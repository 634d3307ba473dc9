//! # Wire Protocol
//!
//! Length-prefixed binary frames over a TCP byte stream.
//!
//! ## Frame Structure
//!
//! ```text
//! ┌──────────────────────────────────────────────────────────────┐
//! │ Header (8 bytes)                                             │
//! ├──────────────────────────────────────────────────────────────┤
//! │ Type (4, BE) │ Payload Size (4, BE)                          │
//! ├──────────────────────────────────────────────────────────────┤
//! │ Payload (variable, max 1392 bytes)                           │
//! └──────────────────────────────────────────────────────────────┘
//! ```
//!
//! All multi-byte values are big-endian. The core never frames on its own:
//! handlers call [`split_frame`] on the bytes handed to `on_data_received`
//! and report how much they consumed.

mod packet;
pub mod wire;

pub use packet::{split_frame, Packet, PacketHeader, PacketType, HEADER_SIZE, MAX_PAYLOAD_SIZE};
pub use wire::{WireReader, WireWriter};

use thiserror::Error;

/// Frame encoding and decoding errors.
#[derive(Error, Debug, Clone, Copy, PartialEq, Eq)]
pub enum CodecError {
    /// Output buffer cannot hold the encoded frame.
    #[error("Buffer too small: need {needed} bytes, have {available}")]
    BufferTooSmall {
        /// Bytes required.
        needed: usize,
        /// Bytes available.
        available: usize,
    },

    /// Frame would exceed the maximum frame size.
    #[error("Frame of {size} bytes exceeds MAX_FRAME_SIZE")]
    FrameTooLarge {
        /// Declared or computed frame size.
        size: usize,
    },

    /// Input ends before the declared frame does.
    #[error("Truncated frame: need {needed} bytes, have {available}")]
    Truncated {
        /// Bytes required.
        needed: usize,
        /// Bytes available.
        available: usize,
    },
}
//! # Wire Primitives
//!
//! Big-endian (de)serialization of fixed-width values and length-prefixed
//! strings.
//!
//! ## Design
//!
//! - Offset-based free functions: each write returns the bytes produced,
//!   each read returns the value and the bytes consumed; `None` when the
//!   value does not fit the slice
//! - [`WireWriter`] / [`WireReader`] cursors on top, for composing payloads
//!   field by field without tracking offsets by hand
//! - `f32` is carried as its IEEE-754 bit pattern
//! - Strings are a `u16` length followed by the raw UTF-8 bytes, no terminator

/// Size of the length prefix in front of every string.
pub const STRING_LEN_SIZE: usize = 2;

#[inline]
fn put<const N: usize>(buf: &mut [u8], offset: usize, bytes: [u8; N]) -> Option<usize> {
    let end = offset.checked_add(N)?;
    buf.get_mut(offset..end)?.copy_from_slice(&bytes);
    Some(N)
}

#[inline]
fn take<const N: usize>(buf: &[u8], offset: usize) -> Option<[u8; N]> {
    let end = offset.checked_add(N)?;
    buf.get(offset..end)?.try_into().ok()
}

/// Writes a byte at `offset`.
#[inline]
pub fn write_u8(buf: &mut [u8], offset: usize, value: u8) -> Option<usize> {
    put(buf, offset, [value])
}

/// Writes a big-endian `u16` at `offset`.
#[inline]
pub fn write_u16(buf: &mut [u8], offset: usize, value: u16) -> Option<usize> {
    put(buf, offset, value.to_be_bytes())
}

/// Writes a big-endian `u32` at `offset`.
#[inline]
pub fn write_u32(buf: &mut [u8], offset: usize, value: u32) -> Option<usize> {
    put(buf, offset, value.to_be_bytes())
}

/// Writes a big-endian `u64` at `offset`.
#[inline]
pub fn write_u64(buf: &mut [u8], offset: usize, value: u64) -> Option<usize> {
    put(buf, offset, value.to_be_bytes())
}

/// Writes the big-endian IEEE-754 bits of an `f32` at `offset`.
#[inline]
pub fn write_f32(buf: &mut [u8], offset: usize, value: f32) -> Option<usize> {
    put(buf, offset, value.to_bits().to_be_bytes())
}

/// Reads a byte at `offset`.
#[inline]
#[must_use]
pub fn read_u8(buf: &[u8], offset: usize) -> Option<(u8, usize)> {
    take::<1>(buf, offset).map(|b| (b[0], 1))
}

/// Reads a big-endian `u16` at `offset`.
#[inline]
#[must_use]
pub fn read_u16(buf: &[u8], offset: usize) -> Option<(u16, usize)> {
    take(buf, offset).map(|b| (u16::from_be_bytes(b), 2))
}

/// Reads a big-endian `u32` at `offset`.
#[inline]
#[must_use]
pub fn read_u32(buf: &[u8], offset: usize) -> Option<(u32, usize)> {
    take(buf, offset).map(|b| (u32::from_be_bytes(b), 4))
}

/// Reads a big-endian `u64` at `offset`.
#[inline]
#[must_use]
pub fn read_u64(buf: &[u8], offset: usize) -> Option<(u64, usize)> {
    take(buf, offset).map(|b| (u64::from_be_bytes(b), 8))
}

/// Reads a big-endian IEEE-754 `f32` at `offset`.
#[inline]
#[must_use]
pub fn read_f32(buf: &[u8], offset: usize) -> Option<(f32, usize)> {
    read_u32(buf, offset).map(|(bits, n)| (f32::from_bits(bits), n))
}

/// Writes `value` as a `u16` length followed by its bytes.
///
/// Returns `None` for strings longer than `u16::MAX` bytes or when the
/// field does not fit.
pub fn write_string(buf: &mut [u8], offset: usize, value: &str) -> Option<usize> {
    let len = u16::try_from(value.len()).ok()?;
    let end = offset.checked_add(STRING_LEN_SIZE + value.len())?;
    let field = buf.get_mut(offset..end)?;

    field[..STRING_LEN_SIZE].copy_from_slice(&len.to_be_bytes());
    field[STRING_LEN_SIZE..].copy_from_slice(value.as_bytes());
    Some(STRING_LEN_SIZE + value.len())
}

/// Reads a length-prefixed string of at most `capacity` bytes.
///
/// The whole field is consumed even when the string is truncated to
/// `capacity` (truncation backs off to a character boundary and is logged).
/// Returns `None` when the field is cut short or is not UTF-8.
#[must_use]
pub fn read_string(buf: &[u8], offset: usize, capacity: usize) -> Option<(String, usize)> {
    let (len, _) = read_u16(buf, offset)?;
    let len = usize::from(len);
    let start = offset + STRING_LEN_SIZE;
    let bytes = buf.get(start..start.checked_add(len)?)?;
    let text = std::str::from_utf8(bytes).ok()?;

    let mut cut = len.min(capacity);
    if cut < len {
        while !text.is_char_boundary(cut) {
            cut -= 1;
        }
        tracing::warn!("Truncating {}-byte string to {} bytes", len, cut);
    }

    Some((text[..cut].to_owned(), STRING_LEN_SIZE + len))
}

/// Cursor that appends fields to a caller-provided buffer.
///
/// Every `write_*` returns false, and writes nothing, when the field does
/// not fit in the remaining space.
pub struct WireWriter<'a> {
    buffer: &'a mut [u8],
    position: usize,
}

impl<'a> WireWriter<'a> {
    /// Creates a writer positioned at the start of `buffer`.
    #[must_use]
    pub fn new(buffer: &'a mut [u8]) -> Self {
        Self { buffer, position: 0 }
    }

    /// Returns the number of bytes written.
    #[inline]
    #[must_use]
    pub const fn len(&self) -> usize {
        self.position
    }

    /// Returns true if no bytes have been written.
    #[inline]
    #[must_use]
    pub const fn is_empty(&self) -> bool {
        self.position == 0
    }

    /// Returns the bytes still available.
    #[inline]
    #[must_use]
    pub fn remaining(&self) -> usize {
        self.buffer.len() - self.position
    }

    /// Returns the written bytes.
    #[inline]
    #[must_use]
    pub fn as_slice(&self) -> &[u8] {
        &self.buffer[..self.position]
    }

    #[inline]
    fn advance(&mut self, written: Option<usize>) -> bool {
        match written {
            Some(n) => {
                self.position += n;
                true
            }
            None => false,
        }
    }

    /// Writes a single byte.
    pub fn write_u8(&mut self, value: u8) -> bool {
        let n = write_u8(self.buffer, self.position, value);
        self.advance(n)
    }

    /// Writes a big-endian `u16`.
    pub fn write_u16(&mut self, value: u16) -> bool {
        let n = write_u16(self.buffer, self.position, value);
        self.advance(n)
    }

    /// Writes a big-endian `u32`.
    pub fn write_u32(&mut self, value: u32) -> bool {
        let n = write_u32(self.buffer, self.position, value);
        self.advance(n)
    }

    /// Writes a big-endian `u64`.
    pub fn write_u64(&mut self, value: u64) -> bool {
        let n = write_u64(self.buffer, self.position, value);
        self.advance(n)
    }

    /// Writes an `f32`.
    pub fn write_f32(&mut self, value: f32) -> bool {
        let n = write_f32(self.buffer, self.position, value);
        self.advance(n)
    }

    /// Writes a length-prefixed string.
    pub fn write_string(&mut self, value: &str) -> bool {
        let n = write_string(self.buffer, self.position, value);
        self.advance(n)
    }

    /// Writes raw bytes.
    pub fn write_bytes(&mut self, bytes: &[u8]) -> bool {
        let Some(dst) = self.buffer.get_mut(self.position..self.position + bytes.len()) else {
            return false;
        };
        dst.copy_from_slice(bytes);
        self.position += bytes.len();
        true
    }
}

/// Cursor that reads fields from a buffer.
pub struct WireReader<'a> {
    buffer: &'a [u8],
    position: usize,
}

impl<'a> WireReader<'a> {
    /// Creates a reader positioned at the start of `buffer`.
    #[must_use]
    pub const fn new(buffer: &'a [u8]) -> Self {
        Self { buffer, position: 0 }
    }

    /// Returns the current offset.
    #[inline]
    #[must_use]
    pub const fn position(&self) -> usize {
        self.position
    }

    /// Returns the number of bytes remaining.
    #[inline]
    #[must_use]
    pub const fn remaining(&self) -> usize {
        self.buffer.len().saturating_sub(self.position)
    }

    #[inline]
    fn advance<T>(&mut self, read: Option<(T, usize)>) -> Option<T> {
        let (value, n) = read?;
        self.position += n;
        Some(value)
    }

    /// Reads a single byte.
    pub fn read_u8(&mut self) -> Option<u8> {
        let read = read_u8(self.buffer, self.position);
        self.advance(read)
    }

    /// Reads a big-endian `u16`.
    pub fn read_u16(&mut self) -> Option<u16> {
        let read = read_u16(self.buffer, self.position);
        self.advance(read)
    }

    /// Reads a big-endian `u32`.
    pub fn read_u32(&mut self) -> Option<u32> {
        let read = read_u32(self.buffer, self.position);
        self.advance(read)
    }

    /// Reads a big-endian `u64`.
    pub fn read_u64(&mut self) -> Option<u64> {
        let read = read_u64(self.buffer, self.position);
        self.advance(read)
    }

    /// Reads an `f32`.
    pub fn read_f32(&mut self) -> Option<f32> {
        let read = read_f32(self.buffer, self.position);
        self.advance(read)
    }

    /// Reads a length-prefixed string of at most `capacity` bytes.
    pub fn read_string(&mut self, capacity: usize) -> Option<String> {
        let read = read_string(self.buffer, self.position, capacity);
        self.advance(read)
    }

    /// Reads `len` raw bytes.
    pub fn read_bytes(&mut self, len: usize) -> Option<&'a [u8]> {
        let bytes = self.buffer.get(self.position..self.position.checked_add(len)?)?;
        self.position += len;
        Some(bytes)
    }
}

#[cfg(test)]
mod tests {
    use super::*;
    use rand::Rng;

    #[test]
    fn test_u32_is_big_endian() {
        let mut buf = [0u8; 4];
        assert_eq!(write_u32(&mut buf, 0, 0x0102_0304), Some(4));
        assert_eq!(buf, [0x01, 0x02, 0x03, 0x04]);
    }

    #[test]
    fn test_u64_byte_order() {
        let mut buf = [0u8; 8];
        write_u64(&mut buf, 0, 0x0102_0304_0506_0708);
        assert_eq!(buf, [1, 2, 3, 4, 5, 6, 7, 8]);
    }

    #[test]
    fn test_primitives_at_offset() {
        let mut rng = rand::thread_rng();
        let mut buf = [0u8; 32];

        for _ in 0..200 {
            let offset = rng.gen_range(0..8);
            let a: u8 = rng.gen();
            let b: u16 = rng.gen();
            let c: u32 = rng.gen();
            let d: u64 = rng.gen();
            let e: f32 = rng.gen();

            let mut at = offset;
            at += write_u8(&mut buf, at, a).unwrap();
            at += write_u16(&mut buf, at, b).unwrap();
            at += write_u32(&mut buf, at, c).unwrap();
            at += write_u64(&mut buf, at, d).unwrap();
            write_f32(&mut buf, at, e).unwrap();

            assert_eq!(read_u8(&buf, offset), Some((a, 1)));
            assert_eq!(read_u16(&buf, offset + 1), Some((b, 2)));
            assert_eq!(read_u32(&buf, offset + 3), Some((c, 4)));
            assert_eq!(read_u64(&buf, offset + 7), Some((d, 8)));
            assert_eq!(read_f32(&buf, offset + 15), Some((e, 4)));
        }
    }

    #[test]
    fn test_out_of_bounds() {
        let mut buf = [0u8; 3];
        assert_eq!(write_u32(&mut buf, 0, 1), None);
        assert_eq!(write_u8(&mut buf, 3, 1), None);
        assert_eq!(write_u16(&mut buf, usize::MAX, 1), None);
        assert_eq!(read_u32(&buf, 0), None);
        assert_eq!(read_u16(&buf, 2), None);
        // Failed write leaves the buffer untouched
        assert_eq!(buf, [0, 0, 0]);
    }

    #[test]
    fn test_string_round_trip() {
        let mut buf = [0u8; 64];
        assert_eq!(write_string(&mut buf, 3, "kiln"), Some(6));
        assert_eq!(&buf[3..9], &[0, 4, b'k', b'i', b'l', b'n']);
        assert_eq!(read_string(&buf, 3, 64), Some(("kiln".to_owned(), 6)));
    }

    #[test]
    fn test_empty_string() {
        let mut buf = [0xFFu8; 2];
        assert_eq!(write_string(&mut buf, 0, ""), Some(2));
        assert_eq!(read_string(&buf, 0, 0), Some((String::new(), 2)));
    }

    #[test]
    fn test_string_truncated_to_capacity() {
        let mut buf = [0u8; 16];
        write_string(&mut buf, 0, "abcdef");

        // Truncated value, but the whole field is consumed
        assert_eq!(read_string(&buf, 0, 3), Some(("abc".to_owned(), 8)));
    }

    #[test]
    fn test_string_truncation_respects_char_boundary() {
        let mut buf = [0u8; 16];
        write_string(&mut buf, 0, "aé");
        assert_eq!(read_string(&buf, 0, 2), Some(("a".to_owned(), 5)));
    }

    #[test]
    fn test_string_field_cut_short() {
        let buf = [0u8, 10, b'a', b'b'];
        assert_eq!(read_string(&buf, 0, 64), None);
    }

    #[test]
    fn test_string_too_long_for_prefix() {
        let long = "x".repeat(usize::from(u16::MAX) + 1);
        let mut buf = vec![0u8; long.len() + 2];
        assert_eq!(write_string(&mut buf, 0, &long), None);
    }

    #[test]
    fn test_cursor_round_trip() {
        let mut storage = [0u8; 64];
        let mut writer = WireWriter::new(&mut storage);
        assert!(writer.write_u8(7));
        assert!(writer.write_u16(0xBEEF));
        assert!(writer.write_string("player"));
        assert!(writer.write_f32(1.5));
        assert!(writer.write_bytes(&[9, 9]));
        let written = writer.len();

        let mut reader = WireReader::new(&storage[..written]);
        assert_eq!(reader.read_u8(), Some(7));
        assert_eq!(reader.read_u16(), Some(0xBEEF));
        assert_eq!(reader.read_string(32).as_deref(), Some("player"));
        assert_eq!(reader.read_f32(), Some(1.5));
        assert_eq!(reader.read_bytes(2), Some(&[9u8, 9][..]));
        assert_eq!(reader.remaining(), 0);
        assert_eq!(reader.read_u8(), None);
    }

    #[test]
    fn test_cursor_refuses_overflow() {
        let mut storage = [0u8; 5];
        let mut writer = WireWriter::new(&mut storage);
        assert!(writer.write_u32(1));
        assert!(!writer.write_u16(2));
        assert_eq!(writer.len(), 4);
        assert_eq!(writer.remaining(), 1);
    }
}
- - -
Work required - Each line in the entries above that includes the string "impl" should be extracted.

Answer to this problem -
impl<'a> WireWriter<'a> {
impl<'a> WireReader<'a> {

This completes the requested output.